Saved entries:
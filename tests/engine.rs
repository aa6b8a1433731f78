#![allow(
    clippy::unwrap_used,
    clippy::missing_panics_doc,
    reason = "Do not need additional syntax for setting up tests"
)]

use std::sync::Arc;
use std::time::Duration;

use botfeed::channel::{Engine, MessageRouter, SubscriptionKey, topics};
use botfeed::ws::config::{Config, ReconnectConfig};
use botfeed::ws::{Action, ConnectionState};
use serde_json::{Value, json};

fn config(max_attempts: u32) -> Config {
    Config::builder()
        .reconnect(
            ReconnectConfig::builder()
                .max_attempts(max_attempts)
                .initial_backoff(Duration::from_secs(1))
                .max_backoff(Duration::from_secs(60))
                .build(),
        )
        .build()
}

fn engine() -> Engine {
    Engine::new(&config(5), Arc::new(MessageRouter::new()))
}

fn drain(engine: &mut Engine) -> Vec<Action> {
    std::iter::from_fn(|| engine.poll_action()).collect()
}

/// Every frame the engine wants written, parsed as JSON.
fn sent(engine: &mut Engine) -> Vec<Value> {
    drain(engine)
        .into_iter()
        .filter_map(|action| match action {
            Action::Send(text) => Some(serde_json::from_str(&text).unwrap()),
            _ => None,
        })
        .collect()
}

/// Delay of the only action queued, if it is a retry.
fn retry_delay_ms(engine: &mut Engine) -> Option<u128> {
    match drain(engine).as_slice() {
        [Action::ScheduleRetry(delay)] => Some(delay.as_millis()),
        _ => None,
    }
}

fn open(engine: &mut Engine) {
    engine.connect();
    assert_eq!(drain(engine), vec![Action::Open]);
    engine.on_open();
}

fn control(action: &str, bot_id: u64, topic: &str) -> Value {
    json!({ "action": action, "bot_id": bot_id, "type": topic })
}

mod reference_counting {
    use super::*;

    #[test]
    fn wire_frames_only_on_edge_transitions() {
        let mut engine = engine();
        open(&mut engine);
        let key = SubscriptionKey::entity(1, topics::STATUS);

        engine.subscribe(key.clone());
        engine.subscribe(key.clone());
        engine.subscribe(key.clone());
        assert_eq!(sent(&mut engine), vec![control("subscribe", 1, "status")]);
        assert_eq!(engine.subscription_count(&key), 3);

        engine.unsubscribe(&key);
        engine.unsubscribe(&key);
        assert!(sent(&mut engine).is_empty());

        engine.unsubscribe(&key);
        assert_eq!(sent(&mut engine), vec![control("unsubscribe", 1, "status")]);

        engine.unsubscribe(&key);
        assert!(sent(&mut engine).is_empty());
        assert_eq!(engine.subscription_count(&key), 0);
    }

    #[test]
    fn interleavings_clamp_at_zero() {
        let key = SubscriptionKey::global(topics::KLINE);
        // `true` subscribes, `false` unsubscribes
        let sequences: [&[bool]; 4] = [
            &[true, false, true, false],
            &[false, false, true, true, false],
            &[true, true, false, true, false, false, false],
            &[false, true, false, false, true],
        ];

        for sequence in sequences {
            let mut engine = engine();
            open(&mut engine);

            let mut expected = 0_usize;
            let mut wire = Vec::new();
            for &subscribe in sequence {
                if subscribe {
                    expected += 1;
                    engine.subscribe(key.clone());
                    if expected == 1 {
                        wire.push("subscribe");
                    }
                } else if expected > 0 {
                    expected -= 1;
                    engine.unsubscribe(&key);
                    if expected == 0 {
                        wire.push("unsubscribe");
                    }
                } else {
                    engine.unsubscribe(&key);
                }
            }

            let actions: Vec<String> = sent(&mut engine)
                .into_iter()
                .map(|frame| frame["action"].as_str().unwrap().to_owned())
                .collect();
            assert_eq!(actions, wire, "sequence {sequence:?}");
            assert_eq!(engine.subscription_count(&key), expected);
        }
    }

    #[test]
    fn subscriptions_while_disconnected_are_not_sent() {
        let mut engine = engine();
        engine.subscribe(SubscriptionKey::entity(1, topics::STATUS));
        engine.unsubscribe(&SubscriptionKey::entity(1, topics::STATUS));
        engine.subscribe(SubscriptionKey::entity(2, topics::STATUS));

        assert!(drain(&mut engine).is_empty());
        assert_eq!(
            engine.desired_set(),
            vec![SubscriptionKey::entity(2, topics::STATUS)]
        );
    }
}

mod replay {
    use super::*;

    #[test]
    fn reconnect_replays_desired_set_in_order_before_queued_frames() {
        let mut engine = engine();
        open(&mut engine);

        engine.subscribe(SubscriptionKey::entity(3, topics::STATUS));
        engine.subscribe(SubscriptionKey::global(topics::KLINE));
        engine.subscribe(SubscriptionKey::entity(1, topics::ACTIVE_ORDERS));
        drain(&mut engine);

        engine.on_close();
        assert_eq!(retry_delay_ms(&mut engine), Some(1000));

        engine.send(json!({ "n": 1 }).to_string());
        engine.send(json!({ "n": 2 }).to_string());
        engine.send(json!({ "n": 3 }).to_string());
        assert_eq!(engine.queued(), 3);

        engine.on_retry_elapsed();
        assert_eq!(drain(&mut engine), vec![Action::Open]);
        engine.on_open();

        assert_eq!(
            sent(&mut engine),
            vec![
                control("subscribe", 3, "status"),
                json!({ "action": "subscribe", "type": "kline" }),
                control("subscribe", 1, "active_orders"),
                json!({ "n": 1 }),
                json!({ "n": 2 }),
                json!({ "n": 3 }),
            ]
        );
        assert_eq!(engine.queued(), 0);
    }

    #[test]
    fn released_keys_are_not_replayed() {
        let mut engine = engine();
        open(&mut engine);
        let kept = SubscriptionKey::entity(1, topics::STATUS);
        let released = SubscriptionKey::entity(2, topics::STATUS);
        engine.subscribe(kept.clone());
        engine.subscribe(released.clone());
        engine.on_close();

        engine.unsubscribe(&released);
        drain(&mut engine);

        engine.on_retry_elapsed();
        drain(&mut engine);
        engine.on_open();
        assert_eq!(sent(&mut engine), vec![control("subscribe", 1, "status")]);
    }

    #[test]
    fn queue_survives_failed_attempts() {
        let mut engine = engine();
        engine.connect();
        engine.send("first".to_owned());
        engine.on_close();
        engine.send("second".to_owned());
        engine.on_retry_elapsed();
        engine.on_close();
        drain(&mut engine);
        assert_eq!(engine.queued(), 2);

        engine.on_retry_elapsed();
        drain(&mut engine);
        engine.on_open();
        assert_eq!(
            drain(&mut engine),
            vec![
                Action::Send("first".to_owned()),
                Action::Send("second".to_owned())
            ]
        );
    }

    #[test]
    fn pending_writes_are_dropped_on_close() {
        let mut engine = engine();
        open(&mut engine);
        engine.send("lost".to_owned());

        engine.on_close();
        assert_eq!(retry_delay_ms(&mut engine), Some(1000));
        assert_eq!(engine.queued(), 0);
    }

    #[test]
    fn send_while_open_goes_straight_out() {
        let mut engine = engine();
        open(&mut engine);

        engine.send("now".to_owned());
        assert_eq!(drain(&mut engine), vec![Action::Send("now".to_owned())]);
        assert_eq!(engine.queued(), 0);
    }
}

mod retries {
    use super::*;

    #[test]
    fn delays_double_until_failed() {
        let mut engine = Engine::new(&config(5), Arc::new(MessageRouter::new()));
        engine.connect();
        drain(&mut engine);

        let mut delays = Vec::new();
        for _ in 0..5 {
            engine.on_close();
            delays.push(retry_delay_ms(&mut engine).unwrap());
            engine.on_retry_elapsed();
            assert_eq!(drain(&mut engine), vec![Action::Open]);
        }
        assert_eq!(delays, vec![1000, 2000, 4000, 8000, 16000]);

        engine.on_close();
        assert!(drain(&mut engine).is_empty());
        assert_eq!(engine.state(), ConnectionState::Failed);

        engine.on_retry_elapsed();
        engine.connect();
        assert!(drain(&mut engine).is_empty());
    }

    #[test]
    fn delays_are_capped() {
        let config = Config::builder()
            .reconnect(
                ReconnectConfig::builder()
                    .max_attempts(5)
                    .initial_backoff(Duration::from_secs(1))
                    .max_backoff(Duration::from_secs(5))
                    .build(),
            )
            .build();
        let mut engine = Engine::new(&config, Arc::new(MessageRouter::new()));
        engine.connect();

        let mut delays = Vec::new();
        for _ in 0..5 {
            engine.on_close();
            for action in drain(&mut engine) {
                if let Action::ScheduleRetry(delay) = action {
                    delays.push(delay.as_millis());
                }
            }
            engine.on_retry_elapsed();
        }
        assert_eq!(delays, vec![1000, 2000, 4000, 5000, 5000]);
    }

    #[test]
    fn reset_recovers_from_failed() {
        let mut engine = Engine::new(&config(0), Arc::new(MessageRouter::new()));
        engine.subscribe(SubscriptionKey::entity(9, topics::STATUS));
        engine.connect();
        engine.on_close();
        drain(&mut engine);
        assert!(engine.state().is_failed());

        engine.reset();
        assert_eq!(drain(&mut engine), vec![Action::CancelRetry, Action::Open]);
        engine.on_open();
        assert_eq!(sent(&mut engine), vec![control("subscribe", 9, "status")]);
    }

    #[test]
    fn reset_while_open_does_nothing() {
        let mut engine = engine();
        open(&mut engine);

        engine.reset();
        assert!(drain(&mut engine).is_empty());
        assert!(engine.state().is_open());
    }

    #[test]
    fn teardown_stops_reconnecting() {
        let mut engine = engine();
        open(&mut engine);
        engine.send("unsent".to_owned());

        engine.teardown();
        assert_eq!(drain(&mut engine), vec![Action::CancelRetry, Action::Close]);
        assert!(engine.is_torn_down());

        engine.on_close();
        engine.on_retry_elapsed();
        engine.connect();
        assert!(drain(&mut engine).is_empty());
        assert_eq!(engine.state(), ConnectionState::Idle);
    }
}

mod cache {
    use super::*;

    fn push(engine: &mut Engine, frame: &Value) {
        engine.on_frame(frame.to_string().as_bytes());
    }

    #[test]
    fn latest_is_last_delivered_frame() {
        let mut engine = engine();
        open(&mut engine);
        let key = SubscriptionKey::entity(42, topics::STATUS);

        push(&mut engine, &json!({ "type": "status_update", "bot_id": 42, "data": { "seq": 1 } }));
        push(&mut engine, &json!({ "type": "status_update", "bot_id": 42, "data": { "seq": 2 } }));
        push(&mut engine, &json!({ "type": "status_update", "bot_id": 41, "data": { "seq": 3 } }));

        let latest = engine.router().latest(&key).unwrap();
        assert_eq!(latest.body, json!({ "seq": 2 }));
    }

    #[test]
    fn malformed_frames_leave_cache_and_connection_alone() {
        let mut engine = engine();
        open(&mut engine);

        engine.on_frame(b"{not json");
        engine.on_frame(b"42");
        engine.on_frame(br#"{"bot_id": 1}"#);
        engine.on_frame(br#"{"type": "", "bot_id": 1}"#);

        assert_eq!(engine.router().cached_len(), 0);
        assert!(drain(&mut engine).is_empty());
        assert!(engine.state().is_open());
    }

    #[test]
    fn malformed_batch_element_does_not_drop_its_siblings() {
        let mut engine = engine();
        open(&mut engine);

        engine.on_frame(
            br#"[{"type":"status_update","bot_id":1,"data":{"ok":true}},{"bot_id":2},{"type":"status_update","bot_id":3,"data":{"ok":false}}]"#,
        );

        let first = engine.router().latest(&SubscriptionKey::entity(1, topics::STATUS));
        assert_eq!(first.unwrap().body, json!({ "ok": true }));
        let last = engine.router().latest(&SubscriptionKey::entity(3, topics::STATUS));
        assert_eq!(last.unwrap().body, json!({ "ok": false }));
        assert_eq!(engine.router().cached_len(), 2);
        assert!(engine.state().is_open());
    }

    #[test]
    fn eviction_is_opt_in() {
        let key = SubscriptionKey::entity(5, topics::ALL_TRADES);
        let frame = json!({ "type": "all_trades_data", "bot_id": 5, "payload": [] });

        let mut lazy = engine();
        open(&mut lazy);
        lazy.subscribe(key.clone());
        push(&mut lazy, &frame);
        lazy.unsubscribe(&key);
        assert!(lazy.router().latest(&key).is_some());

        let config = Config::builder().evict_on_unsubscribe(true).build();
        let mut eager = Engine::new(&config, Arc::new(MessageRouter::new()));
        open(&mut eager);
        eager.subscribe(key.clone());
        push(&mut eager, &frame);
        eager.unsubscribe(&key);
        assert!(eager.router().latest(&key).is_none());
    }
}

#[test]
fn active_orders_survive_flaky_connect_and_unsubscribe() {
    let mut engine = engine();
    let key = SubscriptionKey::entity(7, topics::ACTIVE_ORDERS);
    engine.subscribe(key.clone());

    engine.connect();
    assert_eq!(drain(&mut engine), vec![Action::Open]);
    for _ in 0..2 {
        engine.on_close();
        assert!(retry_delay_ms(&mut engine).is_some());
        engine.on_retry_elapsed();
        assert_eq!(drain(&mut engine), vec![Action::Open]);
    }
    engine.on_open();
    assert_eq!(
        sent(&mut engine),
        vec![control("subscribe", 7, "active_orders")]
    );

    let payload = json!([{ "order_id": "A1", "order_type": "buy", "price": 100, "quantity": 1 }]);
    engine.on_frame(
        json!({ "type": "active_orders_data", "bot_id": 7, "payload": payload })
            .to_string()
            .as_bytes(),
    );
    assert_eq!(engine.router().latest(&key).unwrap().body, payload);

    engine.unsubscribe(&key);
    let later = json!([{ "order_id": "A2", "order_type": "sell", "price": 110, "quantity": 1 }]);
    engine.on_frame(
        json!({ "type": "active_orders_data", "bot_id": 7, "payload": later })
            .to_string()
            .as_bytes(),
    );
    assert_eq!(engine.router().latest(&key).unwrap().body, later);

    engine.unsubscribe(&key);
    assert_eq!(
        sent(&mut engine),
        vec![control("unsubscribe", 7, "active_orders")]
    );
}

> _Task_
Return the lines above, from the one containing "assert_eq!(engine.router().latest(&key).unwrap().body, payload);" to the end, exactly as they stand.

> _Exercise result_
    assert_eq!(engine.router().latest(&key).unwrap().body, payload);

    engine.unsubscribe(&key);
    let later = json!([{ "order_id": "A2", "order_type": "sell", "price": 110, "quantity": 1 }]);
    engine.on_frame(
        json!({ "type": "active_orders_data", "bot_id": 7, "payload": later })
            .to_string()
            .as_bytes(),
    );
    assert_eq!(engine.router().latest(&key).unwrap().body, later);

    engine.unsubscribe(&key);
    assert_eq!(
        sent(&mut engine),
        vec![control("unsubscribe", 7, "active_orders")]
    );
}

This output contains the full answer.